Other issues along the path of evolution include defining the best business model, identifying partners, and various operational and service delivery processes.

Push to Cloud

As 5G technology and networks evolve, edge computing can provide high-performance, on-demand and cost-effective platforms capable of supporting a growing number of use cases. This was demonstrated in Malaysia with the 5G use cases, many of which envision Langkawi as a smart island and a demonstration of smart city living.

“However, when it comes to new edge services solutions, there are still opportunities for CSPs to determine the right business model and establish sustainable revenue streams,” admits Wong.

A significant move is to push and deepen cloud computing options, that can be illustrated in the launch of Cloud Alpha by TM in Malaysia.

Commenting on Malaysia’s Cloud Alpha, which is positioned as the country’s first comprehensive hybrid cloud service, Wong says: “With 5G technology requiring high-speed connectivity and ultra-low latency, cloud platforms are in a position to help CSPs host network function and offload from the data centre. By leveraging on edge technology, CSPs can host data centres across the nation without the need to acquire new properties.”

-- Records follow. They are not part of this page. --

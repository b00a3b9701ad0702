use crate::api::DEFAULT_API_BASE;
use crate::reminder::ReminderSettings;
use anyhow::{Context, Result};
use chrono::Duration;
use std::env;

const MAX_LEAD_HOURS: i64 = 24 * 366;
const MAX_STUDY_BLOCK_MINUTES: i64 = 24 * 60;

#[derive(Debug, Clone)]
pub struct Config {
    pub classroom_token: String,
    pub api_base: String,
    pub max_concurrency: usize,
    pub reminders: ReminderSettings,
    pub log_level: String,
    pub log_json: bool,
}

impl Config {
    pub fn load() -> Result<Self> {
        // Load .env file if it exists
        dotenv::dotenv().ok();

        let classroom_token = env::var("CLASSROOM_TOKEN")
            .context("CLASSROOM_TOKEN not found. Please set it in .env file or environment")?;

        if classroom_token.trim().is_empty() {
            anyhow::bail!("CLASSROOM_TOKEN is empty");
        }

        let api_base = env::var("CLASSROOM_API_BASE").unwrap_or_else(|_| DEFAULT_API_BASE.to_string());
        let max_concurrency = parse_var("CLASSROOM_MAX_CONCURRENCY", 8usize)?.max(1);
        let lead_hours = parse_var("CLASSROOM_REMINDER_LEAD_HOURS", 24i64)?;
        let block_minutes = parse_var("CLASSROOM_STUDY_BLOCK_MINUTES", 60i64)?;
        let log_level = env::var("LOG_LEVEL").unwrap_or_else(|_| "info".to_string());
        let log_json = parse_var("LOG_JSON", false)?;

        Ok(Config {
            classroom_token,
            api_base,
            max_concurrency,
            reminders: reminder_settings(lead_hours, block_minutes)?,
            log_level,
            log_json,
        })
    }
}

/// Lead time is capped at a year and the study block at a day.
fn reminder_settings(lead_hours: i64, block_minutes: i64) -> Result<ReminderSettings> {
    if !(0..=MAX_LEAD_HOURS).contains(&lead_hours) {
        anyhow::bail!(
            "CLASSROOM_REMINDER_LEAD_HOURS must be between 0 and {}, got {}",
            MAX_LEAD_HOURS,
            lead_hours
        );
    }
    if !(1..=MAX_STUDY_BLOCK_MINUTES).contains(&block_minutes) {
        anyhow::bail!(
            "CLASSROOM_STUDY_BLOCK_MINUTES must be between 1 and {}, got {}",
            MAX_STUDY_BLOCK_MINUTES,
            block_minutes
        );
    }

    let lead = Duration::try_hours(lead_hours)
        .with_context(|| format!("Reminder lead of {} hours is out of range", lead_hours))?;
    let study_block = Duration::try_minutes(block_minutes)
        .with_context(|| format!("Study block of {} minutes is out of range", block_minutes))?;

    Ok(ReminderSettings { lead, study_block })
}

fn parse_var<T>(name: &str, default: T) -> Result<T>
where
    T: std::str::FromStr,
    T::Err: std::fmt::Display,
{
    match env::var(name) {
        Ok(raw) if !raw.trim().is_empty() => raw
            .trim()
            .parse()
            .map_err(|e| anyhow::anyhow!("Invalid value for {}: {} ({})", name, raw, e)),
        _ => Ok(default),
    }
}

“Within APAC, operators in Malaysia, Singapore South Korea, Japan and China are the early movers when it comes to edge cloud infrastructure deployment with commercial applications well underway.,” he continued.

“The three leading operators in China have either begun large scale, pre-commercial edge cloud network construction or are engaged in pilot projects using multi-access edge computing (MEC). CenturyLink has also fortified its global edge delivery footprint in 11 cities across APAC by leveraging the revamped version of its edge computing platform — content delivery network (CDN). “

A collaborative approach will be critical with 5G applications that may require data to cross borders. “In a case where a surgeon in Singapore is performing a survey in Malaysia, both edge sites require similar capacity and latency to leverage on 5G and perform on the patient successfully.”

“The infrastructure architecture of next-generation telecoms and edge brings forth economic benefits to various sectors. With the application of these technologies, the ability of other industries such as agriculture, health and manufacturing to adapt to new technologies is increased,” he adds.

Looking ahead, Danny concluded: “Combined with other technologies such as 5G, IoT, and data analytics, the applications and use cases for edge is immense. In Asia Pacific, particularly Southeast Asia, where social media and online platform usage is high, the adoption of 5G technology is expected to accelerate.”